Answer with one number only: how many lines in the material contain "label".

====== Material to process

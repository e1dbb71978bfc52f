//! Rebalance planner: pure computation of a new range and capital split.

use rebalancer_domain::math::tick_to_sqrt_price;
use rebalancer_domain::plan::BPS_DENOMINATOR;
use rebalancer_domain::{RebalancePlan, TickRange};
use tracing::debug;

/// Planner tunables. The offsets are policy parameters, not protocol
/// constants: narrower ranges earn more fees in range but exit sooner.
#[derive(Debug, Clone, Copy)]
pub struct PlannerConfig {
    /// Distance in ticks from the current price down to the new lower bound.
    pub lower_offset_ticks: i32,
    /// Distance in ticks from the current price up to the new upper bound.
    pub upper_offset_ticks: i32,
    /// Pool tick spacing; bounds are aligned outward to it.
    pub tick_spacing: i32,
}

impl Default for PlannerConfig {
    fn default() -> Self {
        Self {
            lower_offset_ticks: 600,
            upper_offset_ticks: 600,
            tick_spacing: 60,
        }
    }
}

/// Computes a rebalance plan for a position whose range the price has
/// exited.
///
/// Pure function of its inputs: the same `(position, tick)` pair under the
/// same config always yields the same plan. The new range is placed around
/// the current tick at the configured offsets, bounds aligned outward to
/// the tick spacing. Capital is split by value across the two sides of the
/// new range using sqrt-price interpolation: a centered range lands near
/// 50/50, an off-center one gives the side the price sits closer to (or
/// beyond) the larger share.
pub fn plan_rebalance(position: &TickRange, tick: i32, config: &PlannerConfig) -> RebalancePlan {
    let spacing = config.tick_spacing.max(1);

    let mut lower = align_floor(tick - config.lower_offset_ticks.abs(), spacing);
    let mut upper = align_ceil(tick + config.upper_offset_ticks.abs(), spacing);
    if lower >= upper {
        // Degenerate offsets; force a minimal one-spacing range.
        lower = align_floor(tick, spacing) - spacing;
        upper = align_ceil(tick, spacing) + spacing;
    }

    let (token_0_share_bps, token_1_share_bps) = value_split_bps(lower, upper, tick);

    debug!(
        old_lower = position.tick_lower,
        old_upper = position.tick_upper,
        tick = tick,
        new_lower = lower,
        new_upper = upper,
        token_0_bps = token_0_share_bps,
        "Planned rebalance"
    );

    RebalancePlan {
        tick_lower_offset: lower - tick,
        tick_upper_offset: upper - tick,
        token_0_share_bps,
        token_1_share_bps,
    }
}

/// Splits capital by value across a range at the given tick.
///
/// Value held as token 1 grows linearly in sqrt-price as the price moves up
/// through the range; clamping covers ticks outside the bounds, where the
/// position is entirely one-sided.
fn value_split_bps(lower: i32, upper: i32, tick: i32) -> (u16, u16) {
    let sqrt_lower = tick_to_sqrt_price(lower);
    let sqrt_upper = tick_to_sqrt_price(upper);
    let sqrt_tick = tick_to_sqrt_price(tick).clamp(sqrt_lower, sqrt_upper);

    let token_1_fraction = (sqrt_tick - sqrt_lower) / (sqrt_upper - sqrt_lower);
    let token_1_bps = ((f64::from(BPS_DENOMINATOR) * token_1_fraction).round() as i64)
        .clamp(0, i64::from(BPS_DENOMINATOR)) as u16;

    (BPS_DENOMINATOR - token_1_bps, token_1_bps)
}

fn align_floor(tick: i32, spacing: i32) -> i32 {
    tick.div_euclid(spacing) * spacing
}

fn align_ceil(tick: i32, spacing: i32) -> i32 {
    (tick + spacing - 1).div_euclid(spacing) * spacing
}
//! Bounded retry with exponential backoff for transient remote failures.

use std::fmt::Display;
use std::time::Duration;
use tracing::warn;

/// Retry policy for read calls that may fail transiently.
#[derive(Debug, Clone, Copy)]
pub struct RetryPolicy {
    /// Total attempts, including the first.
    pub attempts: u32,
    /// Delay before the second attempt; doubles each retry.
    pub initial_delay: Duration,
    /// Backoff ceiling.
    pub max_delay: Duration,
}

impl Default for RetryPolicy {
    fn default() -> Self {
        Self {
            attempts: 3,
            initial_delay: Duration::from_millis(250),
            max_delay: Duration::from_secs(2),
        }
    }
}

impl RetryPolicy {
    /// Runs `op` until it succeeds or the attempt budget is exhausted,
    /// returning the last error in that case.
    pub async fn run<T, E, Fut, F>(&self, label: &str, mut op: F) -> Result<T, E>
    where
        E: Display,
        Fut: Future<Output = Result<T, E>>,
        F: FnMut() -> Fut,
    {
        let mut delay = self.initial_delay;
        let mut attempt = 1;
        loop {
            match op().await {
                Ok(value) => return Ok(value),
                Err(err) if attempt < self.attempts => {
                    warn!(
                        label = label,
                        attempt = attempt,
                        delay_ms = delay.as_millis() as u64,
                        error = %err,
                        "Transient failure, retrying"
                    );
                    tokio::time::sleep(delay).await;
                    delay = (delay * 2).min(self.max_delay);
                    attempt += 1;
                }
                Err(err) => return Err(err),
            }
        }
    }
}

#[cfg(test)]
mod tests {
    use super::*;
    use std::sync::atomic::{AtomicU32, Ordering};

    fn fast_policy() -> RetryPolicy {
        RetryPolicy {
            attempts: 3,
            initial_delay: Duration::from_millis(1),
            max_delay: Duration::from_millis(2),
        }
    }

    #[tokio::test]
    async fn test_succeeds_after_transient_failures() {
        let calls = AtomicU32::new(0);
        let result: Result<u32, String> = fast_policy()
            .run("read", || {
                let n = calls.fetch_add(1, Ordering::SeqCst);
                async move {
                    if n < 2 {
                        Err("connection reset".to_string())
                    } else {
                        Ok(7)
                    }
                }
            })
            .await;
        assert_eq!(result, Ok(7));
        assert_eq!(calls.load(Ordering::SeqCst), 3);
    }

    #[tokio::test]
    async fn test_returns_last_error_when_exhausted() {
        let result: Result<u32, String> = fast_policy()
            .run("read", || async { Err("down".to_string()) })
            .await;
        assert_eq!(result, Err("down".to_string()));
    }
}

============

Answer box: 2